Sobre la vida y “las hazañas” de Ferdinand Waldo Demara, se publicó una entrevista en la revista Life por la que la publicación pagó al entrevistado una buena suma. Robert Crichton escribió dos libros, el primero se llama El gran impostor, que se convirtió en best seller y en éste se basó la industria cinematográfica de  Hollywood para hacer una película con el mismo nombre que se estrenó el 3 de febrero de 1961, dirigida por Robert Mulligan y protagonizada por Tony Curtis en una actuación magistral.

¿Cómo acabó Ferdinand?

En la oficina del director del FBI, finalmente, llegó uno de los agentes a darle la noticia de que otro de los miembros de la corporación, Al Douglas, tenía ya un grueso expediente con todos los datos de Ferdinand y que era seguro que lo capturaran de un momento a otro. El director llamó a Douglas para conocer las últimas investigaciones y éste se presentó: “Al Douglas, a sus órdenes…” Era Ferdinand Waldo Demara, el gran impostor, en la última de sus caracterizaciones.

Éste es el final que nos habría gustado dejar a nuestros lectores, pero no es el real, es el cinematográfico.

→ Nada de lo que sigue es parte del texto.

//! Tool calls embedded in plain model text.
//!
//! Backends without native function calling are prompted to answer with a
//! JSON directive when they want a tool:
//!
//! ```text
//! {"tool": "capture_screen", "args": {}}
//! ```
//!
//! The directive may stand alone, sit inside a fenced code block, or be
//! surrounded by prose. `arguments` is accepted as an alias of `args`.

use once_cell::sync::Lazy;
use regex::Regex;
use serde_json::{json, Map, Value};

static FENCED_JSON: Lazy<Regex> = Lazy::new(|| {
    Regex::new(r"```(?:json)?\s*(\{[\s\S]*?\})\s*```").expect("valid fenced JSON pattern")
});

static TOOL_KEY: Lazy<Regex> =
    Lazy::new(|| Regex::new(r#""tool"\s*:"#).expect("valid tool key pattern"));

/// A tool call found in model text.
#[derive(Debug, Clone, PartialEq)]
pub struct EmbeddedCall {
    pub is_call: bool,
    pub name: String,
    pub args: Value,
    /// Set when the text looked like a directive but could not be used.
    pub error: Option<String>,
}

impl EmbeddedCall {
    /// A call that can be dispatched.
    pub fn is_valid(&self) -> bool {
        self.is_call && self.error.is_none() && !self.name.is_empty()
    }

    fn invalid(error: impl Into<String>) -> Self {
        Self {
            is_call: true,
            name: String::new(),
            args: json!({}),
            error: Some(error.into()),
        }
    }
}

/// Scan `raw` for a tool directive.
///
/// Returns `None` when the text contains no directive at all, and a call with
/// `error` set when it contains something that looks like one but is malformed.
pub fn parse_embedded_call(raw: &str) -> Option<EmbeddedCall> {
    if !TOOL_KEY.is_match(raw) {
        return None;
    }

    let mut candidates: Vec<&str> = FENCED_JSON
        .captures_iter(raw)
        .filter_map(|c| c.get(1).map(|m| m.as_str()))
        .collect();
    if let (Some(start), Some(end)) = (raw.find('{'), raw.rfind('}')) {
        if start < end {
            candidates.push(&raw[start..=end]);
        }
    }

    let mut last_error = None;
    for candidate in candidates {
        match serde_json::from_str::<Value>(candidate) {
            Ok(Value::Object(map)) => match call_from_object(&map) {
                Ok(call) => return Some(call),
                Err(e) => last_error = Some(e),
            },
            Ok(_) => last_error = Some("Tool directive is not a JSON object".to_string()),
            Err(e) => last_error = Some(format!("Invalid tool directive JSON: {}", e)),
        }
    }

    Some(EmbeddedCall::invalid(
        last_error.unwrap_or_else(|| "Tool directive not found".to_string()),
    ))
}

fn call_from_object(map: &Map<String, Value>) -> Result<EmbeddedCall, String> {
    let name = match map.get("tool") {
        Some(Value::String(name)) if !name.trim().is_empty() => name.trim().to_string(),
        Some(_) => return Err("Tool name must be a non-empty string".to_string()),
        None => return Err("Missing 'tool' field".to_string()),
    };

    let args = match map.get("args").or_else(|| map.get("arguments")) {
        None | Some(Value::Null) => json!({}),
        Some(Value::Object(obj)) => Value::Object(obj.clone()),
        // Some models double-encode the arguments
        Some(Value::String(s)) => match serde_json::from_str::<Value>(s) {
            Ok(Value::Object(obj)) => Value::Object(obj),
            _ => return Err(format!("Arguments for '{}' must be an object", name)),
        },
        Some(_) => return Err(format!("Arguments for '{}' must be an object", name)),
    };

    Ok(EmbeddedCall {
        is_call: true,
        name,
        args,
        error: None,
    })
}
use async_trait::async_trait;
use tracing::{debug, error};
use crate::books::domain::model::BookEntity;
use crate::books::dto::BookDto;
use crate::books::repository::BookRepository;
use crate::catalog::domain::CatalogService;
use crate::core::context::RequestContext;
use crate::core::domain::Configuration;
use crate::core::library::{ErrorKind, LibraryError, LibraryResult};

pub struct CatalogServiceImpl {
    service_name: String,
    book_repository: Box<dyn BookRepository>,
}

impl CatalogServiceImpl {
    pub fn new(config: &Configuration, book_repository: Box<dyn BookRepository>) -> Self {
        Self {
            service_name: config.service_name.to_string(),
            book_repository,
        }
    }

    // Rejected before the store is consulted, but still reported like any other failure.
    fn require_id(&self, id: &str) -> LibraryResult<()> {
        if id.is_empty() {
            return Err(self.failed(LibraryError::invalid_argument("book id is required", None)));
        }
        Ok(())
    }

    async fn find_book(&self, id: &str) -> LibraryResult<BookDto> {
        self.require_id(id)?;
        self.book_repository.get(id).await.map(|b| BookDto::from(&b))
            .map_err(|err| self.failed(err.context("get book", id)))
    }

    // NotFound is an ordinary outcome and only logged at debug level.
    fn failed(&self, err: LibraryError) -> LibraryError {
        if err.kind() == ErrorKind::NotFound {
            debug!(service = %self.service_name, "{}", err);
        } else {
            error!(service = %self.service_name, "{}", err);
        }
        err
    }
}

#[async_trait]
impl CatalogService for CatalogServiceImpl {
    async fn get_book(&self, ctx: &RequestContext, id: &str) -> LibraryResult<BookDto> {
        ctx.check("get book")?;
        self.find_book(id).await
    }

    async fn list_books(&self, ctx: &RequestContext) -> LibraryResult<Vec<BookDto>> {
        ctx.check("list books")?;
        let books = self.book_repository.list().await
            .map_err(|err| self.failed(err.context("list books", "")))?;
        Ok(books.iter().map(BookDto::from).collect())
    }

    async fn create_book(&self, ctx: &RequestContext, book: &BookDto) -> LibraryResult<BookDto> {
        ctx.check("create book")?;
        let id = self.book_repository.create(&BookEntity::from(book)).await
            .map_err(|err| self.failed(err.context("save book", book.title.as_str())))?;
        // hand back what was stored rather than what was asked for
        self.find_book(id.as_str()).await
    }

    async fn delete_book(&self, ctx: &RequestContext, id: &str) -> LibraryResult<()> {
        ctx.check("delete book")?;
        self.require_id(id)?;
        self.book_repository.delete(id).await
            .map_err(|err| self.failed(err.context("delete book", id)))
    }

    async fn update_book(&self, ctx: &RequestContext, book: &BookDto) -> LibraryResult<BookDto> {
        ctx.check("update book")?;
        self.book_repository.update(&BookEntity::from(book)).await
            .map_err(|err| self.failed(err.context("update book", book.book_id.as_str())))?;
        Ok(book.clone())
    }
}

Ferdinand sufrió mucho los últimos dos años de su vida. Trabajaba en el Hospital del Buen Samaritano, en Anaheim, al sur de Los Ángeles, como capellán y fue descubierto, pero era tal el respeto que se había ganado tanto entre los enfermos como entre el personal, los médicos y los directivos del hospital que el jefe de personal, Philip S. Cifarelli, abogó por él, junto con el doctor Jerry Nielson y se quedó como capellán. Subió mucho de peso, tenía diabetes y le tuvieron que amputar las dos piernas. No tenía dinero y el cariño de sus jefes fue tal que le permitieron que viviera en el hospital hasta su muerte. Le dio un infarto y murió el 7 de junio de 1982, a los 60 años de edad. Pero murió como quiso vivir: respetable y respetado por los que le rodeaban.